I returned home Friday night, dejected and tired. We'd just had our asses handed to us in a trivia night. I hate losing under any circumstances, but especially at trivia nights. So when I sat down and turned on the old PC, I started screaming like a banshee.
For the past two weeks, my home page in my browser has been hijacked. I've tried everything I knew how to do, but nothing worked. So I went to the 'net, figuring some tech-savvy person would come to my rescue.
Twenty minutes later, armed with a little knowledge and foolish pride, I opened my computer's registry and removed the offending code -- along with some non-offensive code.
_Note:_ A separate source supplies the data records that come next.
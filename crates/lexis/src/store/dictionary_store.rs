//! Dictionary Store
//!
//! A single tantivy index holds the entries of every imported dictionary,
//! keyed by `(dictionary, headword)`. `registry.json` next to it lists the
//! dictionaries that completed an import.
//!
//! # Visibility
//!
//! Entries become visible at commit; the registry record is written only after
//! the commit succeeded, so a crashed import never shows up in listings.

use std::collections::HashMap;
use std::path::Path;
use std::sync::{Arc, Mutex, RwLock};

use chrono::Utc;
use tantivy::collector::{Count, TopDocs};
use tantivy::query::TermQuery;
use tantivy::schema::{IndexRecordOption, Value};
use tantivy::{Index, IndexReader, IndexWriter, ReloadPolicy, TantivyDocument, Term};
use tracing::{debug, info};

use crate::config::LexisConfig;
use crate::errors::StoreError;
use crate::models::{DictionaryEntry, DictionaryFormat, DictionaryKind, DictionaryMetadata};
use crate::store::registry::Registry;
use crate::store::schema::{StoreFields, build_schema, entry_key};

/// Meta file name used to determine index existence
const META_JSON: &str = "meta.json";

/// Persistent store of imported dictionaries.
///
/// # Concurrency
///
/// - Readers search a committed snapshot and never block on imports
/// - Writers are serialized by the `IndexWriter` mutex
/// - Registry updates go through an `RwLock`
pub struct DictionaryStore {
  /// IndexReader, reloaded after every commit
  reader: IndexReader,

  /// The one IndexWriter of this index
  writer: Mutex<IndexWriter>,

  /// Schema fields reference
  fields: StoreFields,

  /// Dictionary metadata
  registry: RwLock<Registry>,
}

impl std::fmt::Debug for DictionaryStore {
  fn fmt(&self, f: &mut std::fmt::Formatter<'_>) -> std::fmt::Result {
    f.debug_struct("DictionaryStore").field("fields", &self.fields).finish_non_exhaustive()
  }
}

impl DictionaryStore {
  /// Opens the store under `data_dir`, creating it if it does not exist.
  ///
  /// The layout under `data_dir` is the one `LexisConfig` describes.
  pub fn open<P: AsRef<Path>>(data_dir: P, writer_memory_bytes: usize) -> Result<Self, StoreError> {
    let mut config = LexisConfig::with_data_dir(data_dir.as_ref());
    config.store.writer_memory_bytes = writer_memory_bytes;
    Self::open_with_config(&config)
  }

  /// Opens the store described by `config`.
  pub fn open_with_config(config: &LexisConfig) -> Result<Self, StoreError> {
    Self::open_at(&config.entries_path(), &config.registry_path(), config.writer_memory_bytes())
  }

  /// Opens the entry index at `entries_path` and the registry at
  /// `registry_path`, creating the index if it does not exist.
  ///
  /// # Errors
  /// - Directory creation failure
  /// - Tantivy index creation/open error, or a foreign schema
  /// - Unreadable or corrupt registry
  pub fn open_at(
    entries_path: &Path,
    registry_path: &Path,
    writer_memory_bytes: usize,
  ) -> Result<Self, StoreError> {
    let entries_path = entries_path.to_path_buf();

    let (index, fields) = if entries_path.join(META_JSON).exists() {
      let index = Index::open_in_dir(&entries_path)?;
      let fields = StoreFields::from_schema(&index.schema())?;
      (index, fields)
    } else {
      std::fs::create_dir_all(&entries_path).map_err(|e| StoreError::InvalidStorePath {
        path: entries_path.clone(),
        source: Arc::new(e),
      })?;
      let (schema, fields) = build_schema();
      let index = Index::create_in_dir(&entries_path, schema)?;
      (index, fields)
    };

    let reader: IndexReader =
      index.reader_builder().reload_policy(ReloadPolicy::Manual).try_into()?;
    let writer = index.writer(writer_memory_bytes)?;
    let registry = Registry::load(registry_path)?;

    debug!(path = %entries_path.display(), "opened dictionary store");

    Ok(Self {
      reader,
      writer: Mutex::new(writer),
      fields,
      registry: RwLock::new(registry),
    })
  }

  /// Upserts `entries` into dictionary `name` and registers it.
  ///
  /// Entries are written under `(name, headword)`; a repeated headword keeps
  /// the last payload. All entries are committed at once, then the metadata
  /// record is created if the dictionary was not registered yet.
  ///
  /// Returns the number of distinct headwords written.
  ///
  /// # Errors
  /// - `NameConflict` if `name` is registered with another language or kind
  /// - Tantivy write/commit error (nothing is committed)
  /// - Registry write error (entries are committed but not listed)
  pub fn import_dictionary(
    &self,
    entries: Vec<DictionaryEntry>,
    language: &str,
    name: &str,
    format: DictionaryFormat,
  ) -> Result<usize, StoreError> {
    let kind = format.kind();
    let mut writer = self.writer.lock().map_err(|_| StoreError::LockPoisoned("index writer"))?;

    if let Some(existing) = self.read_registry()?.get(name) {
      if existing.language != language || existing.kind != kind {
        return Err(StoreError::NameConflict {
          name: name.to_string(),
          language: existing.language.clone(),
          kind: existing.kind.to_string(),
        });
      }
    }

    // last occurrence of each headword wins
    let mut last_index: HashMap<&str, usize> = HashMap::with_capacity(entries.len());
    for (i, entry) in entries.iter().enumerate() {
      last_index.insert(entry.headword.as_str(), i);
    }

    let written = match self.write_entries(&writer, &entries, &last_index, name) {
      Ok(()) => last_index.len(),
      Err(e) => {
        writer.rollback()?;
        return Err(e);
      }
    };
    writer.commit()?;
    drop(writer);
    self.reader.reload()?;

    let metadata = DictionaryMetadata {
      name: name.to_string(),
      language: language.to_string(),
      kind,
      format,
      created_at: Utc::now(),
    };
    let registered = self.write_registry()?.insert_if_absent(metadata)?;

    info!(dictionary = name, language, %format, written, registered, "dictionary imported");
    Ok(written)
  }

  fn write_entries(
    &self,
    writer: &IndexWriter,
    entries: &[DictionaryEntry],
    last_index: &HashMap<&str, usize>,
    name: &str,
  ) -> Result<(), StoreError> {
    for (i, entry) in entries.iter().enumerate() {
      if last_index.get(entry.headword.as_str()) != Some(&i) {
        continue;
      }
      let key = entry_key(name, &entry.headword);
      writer.delete_term(Term::from_field_text(self.fields.key, &key));

      let mut doc = TantivyDocument::default();
      doc.add_text(self.fields.dictionary, name);
      doc.add_text(self.fields.headword, &entry.headword);
      doc.add_text(self.fields.key, &key);
      doc.add_text(self.fields.payload, &entry.payload);
      writer.add_document(doc)?;
    }
    Ok(())
  }

  /// Exact, case-sensitive lookup of `headword` in dictionary `dictionary`.
  pub fn lookup(&self, headword: &str, dictionary: &str) -> Result<Option<String>, StoreError> {
    let searcher = self.reader.searcher();
    let term = Term::from_field_text(self.fields.key, &entry_key(dictionary, headword));
    let query = TermQuery::new(term, IndexRecordOption::Basic);

    let top_docs = searcher.search(&query, &TopDocs::with_limit(1))?;
    let Some((_, address)) = top_docs.into_iter().next() else {
      return Ok(None);
    };

    let doc: TantivyDocument = searcher.doc(address)?;
    Ok(doc.get_first(self.fields.payload).and_then(|v| v.as_str().map(String::from)))
  }

  /// Number of entries in dictionary `dictionary` (0 if unknown).
  pub fn count_entries(&self, dictionary: &str) -> Result<u64, StoreError> {
    let searcher = self.reader.searcher();
    let term = Term::from_field_text(self.fields.dictionary, dictionary);
    let query = TermQuery::new(term, IndexRecordOption::Basic);

    Ok(searcher.search(&query, &Count)? as u64)
  }

  /// Unregisters dictionary `name` and deletes all of its entries in one commit.
  ///
  /// # Errors
  /// `DictionaryNotFound` if `name` is not registered.
  pub fn delete_dictionary(&self, name: &str) -> Result<(), StoreError> {
    let mut writer = self.writer.lock().map_err(|_| StoreError::LockPoisoned("index writer"))?;

    let removed = self.write_registry()?.remove(name)?;

    writer.delete_term(Term::from_field_text(self.fields.dictionary, name));
    writer.commit()?;
    drop(writer);
    self.reader.reload()?;

    info!(dictionary = name, language = %removed.language, "dictionary deleted");
    Ok(())
  }

  /// Names of registered dictionaries of `language` and `kind`, ordered by name.
  pub fn list_dictionaries(
    &self,
    language: &str,
    kind: DictionaryKind,
  ) -> Result<Vec<String>, StoreError> {
    Ok(self.read_registry()?.names(language, kind))
  }

  /// Every registered dictionary, ordered by name.
  pub fn dictionaries(&self) -> Result<Vec<DictionaryMetadata>, StoreError> {
    Ok(self.read_registry()?.iter().cloned().collect())
  }

  /// Metadata of dictionary `name`.
  pub fn metadata(&self, name: &str) -> Result<Option<DictionaryMetadata>, StoreError> {
    Ok(self.read_registry()?.get(name).cloned())
  }

  fn read_registry(&self) -> Result<std::sync::RwLockReadGuard<'_, Registry>, StoreError> {
    self.registry.read().map_err(|_| StoreError::LockPoisoned("registry"))
  }

  fn write_registry(&self) -> Result<std::sync::RwLockWriteGuard<'_, Registry>, StoreError> {
    self.registry.write().map_err(|_| StoreError::LockPoisoned("registry"))
  }
}

#[cfg(test)]
mod tests {
  use super::*;
  use tempfile::TempDir;

  const WRITER_MEMORY: usize = 15_000_000;

  fn open_store(dir: &TempDir) -> DictionaryStore {
    DictionaryStore::open(dir.path(), WRITER_MEMORY).expect("Failed to open store")
  }

  fn entries(pairs: &[(&str, &str)]) -> Vec<DictionaryEntry> {
    pairs.iter().map(|(h, p)| DictionaryEntry::new(*h, *p)).collect()
  }

  // ─── layout ──────────────────────────────────────────────────────────

  #[test]
  fn files_land_where_the_config_points() {
    let dir = TempDir::new().unwrap();
    let config = LexisConfig::with_data_dir(dir.path().join("data"));
    let store = DictionaryStore::open_with_config(&config).unwrap();
    store
      .import_dictionary(entries(&[("apple", "a fruit")]), "en", "fruits", DictionaryFormat::Json)
      .unwrap();

    assert!(config.entries_path().join(META_JSON).exists());
    assert!(config.registry_path().is_file());
  }

  #[test]
  fn open_at_keeps_the_registry_apart_from_the_index() {
    let dir = TempDir::new().unwrap();
    let entries_path = dir.path().join("index");
    let registry_path = dir.path().join("meta").join("dictionaries.json");
    std::fs::create_dir_all(registry_path.parent().unwrap()).unwrap();

    let store = DictionaryStore::open_at(&entries_path, &registry_path, WRITER_MEMORY).unwrap();
    store
      .import_dictionary(entries(&[("apple", "a fruit")]), "en", "fruits", DictionaryFormat::Json)
      .unwrap();
    drop(store);

    let reopened = DictionaryStore::open_at(&entries_path, &registry_path, WRITER_MEMORY).unwrap();
    assert_eq!(reopened.lookup("apple", "fruits").unwrap().as_deref(), Some("a fruit"));
    assert_eq!(reopened.dictionaries().unwrap().len(), 1);
  }

  // ─── import / lookup ─────────────────────────────────────────────────

  #[test]
  fn lookup_is_exact_and_case_sensitive() {
    let dir = TempDir::new().unwrap();
    let store = open_store(&dir);
    store
      .import_dictionary(entries(&[("apple", "a fruit")]), "en", "fruits", DictionaryFormat::Json)
      .unwrap();

    assert_eq!(store.lookup("apple", "fruits").unwrap().as_deref(), Some("a fruit"));
    assert_eq!(store.lookup("Apple", "fruits").unwrap(), None);
    assert_eq!(store.lookup("apple", "vegetables").unwrap(), None);
  }

  #[test]
  fn repeated_headword_in_batch_keeps_last_payload() {
    let dir = TempDir::new().unwrap();
    let store = open_store(&dir);

    let batch = entries(&[("a", "1"), ("b", "2"), ("a", "3")]);
    let written = store.import_dictionary(batch, "en", "d", DictionaryFormat::Json).unwrap();

    assert_eq!(written, 2);
    assert_eq!(store.count_entries("d").unwrap(), 2);
    assert_eq!(store.lookup("a", "d").unwrap().as_deref(), Some("3"));
  }

  #[test]
  fn import_registers_metadata_once() {
    let dir = TempDir::new().unwrap();
    let store = open_store(&dir);
    store.import_dictionary(entries(&[("a", "1")]), "en", "d", DictionaryFormat::Csv).unwrap();
    let first = store.metadata("d").unwrap().unwrap();

    store.import_dictionary(entries(&[("b", "2")]), "en", "d", DictionaryFormat::Csv).unwrap();
    let second = store.metadata("d").unwrap().unwrap();

    assert_eq!(first, second);
    assert_eq!(first.format, DictionaryFormat::Csv);
    assert_eq!(store.count_entries("d").unwrap(), 2);
  }

  #[test]
  fn name_reused_for_other_language_is_rejected() {
    let dir = TempDir::new().unwrap();
    let store = open_store(&dir);
    store.import_dictionary(entries(&[("a", "1")]), "en", "d", DictionaryFormat::Json).unwrap();

    let err = store
      .import_dictionary(entries(&[("б", "2")]), "ru", "d", DictionaryFormat::Json)
      .unwrap_err();

    assert!(matches!(err, StoreError::NameConflict { .. }));
    assert_eq!(store.lookup("б", "d").unwrap(), None);
  }

  // ─── count / list ────────────────────────────────────────────────────

  #[test]
  fn count_is_per_dictionary() {
    let dir = TempDir::new().unwrap();
    let store = open_store(&dir);
    store
      .import_dictionary(entries(&[("a", "1"), ("b", "2")]), "en", "one", DictionaryFormat::Freq)
      .unwrap();
    store.import_dictionary(entries(&[("a", "x")]), "en", "two", DictionaryFormat::Json).unwrap();

    assert_eq!(store.count_entries("one").unwrap(), 2);
    assert_eq!(store.count_entries("two").unwrap(), 1);
    assert_eq!(store.count_entries("three").unwrap(), 0);
  }

  #[test]
  fn list_dictionaries_filters_by_kind() {
    let dir = TempDir::new().unwrap();
    let store = open_store(&dir);
    store.import_dictionary(entries(&[("a", "1")]), "en", "freq", DictionaryFormat::Freq).unwrap();
    store.import_dictionary(entries(&[("a", "x")]), "en", "gloss", DictionaryFormat::Json).unwrap();

    assert_eq!(store.list_dictionaries("en", DictionaryKind::Freq).unwrap(), vec!["freq"]);
    assert_eq!(store.list_dictionaries("en", DictionaryKind::Glossary).unwrap(), vec!["gloss"]);
    assert!(store.list_dictionaries("de", DictionaryKind::Glossary).unwrap().is_empty());
  }

  // ─── delete ──────────────────────────────────────────────────────────

  #[test]
  fn delete_removes_entries_and_metadata() {
    let dir = TempDir::new().unwrap();
    let store = open_store(&dir);
    store.import_dictionary(entries(&[("a", "1")]), "en", "gone", DictionaryFormat::Json).unwrap();
    store.import_dictionary(entries(&[("a", "2")]), "en", "kept", DictionaryFormat::Json).unwrap();

    store.delete_dictionary("gone").unwrap();

    assert_eq!(store.lookup("a", "gone").unwrap(), None);
    assert_eq!(store.count_entries("gone").unwrap(), 0);
    assert!(store.metadata("gone").unwrap().is_none());
    assert_eq!(store.lookup("a", "kept").unwrap().as_deref(), Some("2"));
  }

  #[test]
  fn delete_unknown_dictionary_fails() {
    let dir = TempDir::new().unwrap();
    let store = open_store(&dir);

    let err = store.delete_dictionary("missing").unwrap_err();
    assert!(matches!(err, StoreError::DictionaryNotFound(_)));
  }
}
Unfortunately, I didn't realize that at the time.
I knew there was a problem when I restarted the computer only to see that it wouldn't boot up. Panicked, I called David, who didn't answer. What the hell else did he have to do at 12:30 AM on a Saturday? Jesus. Some people . . .
After trying all my tricks - basically restarting the computer in safe mode, I gave up and took it to David.
At the crack of noon the next day, I crept into his darkened room. Light filtered in from the blinds. The dog skulked in behind me, her tail hung low. I walked over to the bed, and shouted "WAKE UP!!!" Incoherent mumble. Growls. Finally, the mound of blankets by the pillow asked me "What?" Supplicating at David's feet, I described the problem and asked if he knew what was wrong. "Yep," he said. "You're fucked."
Six hours later, we (and when I say we, I mean he --- I sat around and played Knights of the Old Republic on his X-box) nearly finished installing all the software, only to hear the hard drive start clicking like a Geiger counter at a plutonium sale. We looked at each other, then at the computer.
David poked at it. Nothing. He hit some keys. Nothing. More keys. Clicking. Lots of clicking. Loud clicking. "Well, there goes the hard drive," he said, resigned to his fate.
Now I'm typing this out with a different hard drive in the PC. David had several lying around. Who knew?
All this is why my brother, David, kicks ass. Who else would have spent two days fixing my screw-ups? Now, I can get back to my important internet work, like researching obscure movie facts and ferreting out movie spoilers. God bless the internet. It's good to be back.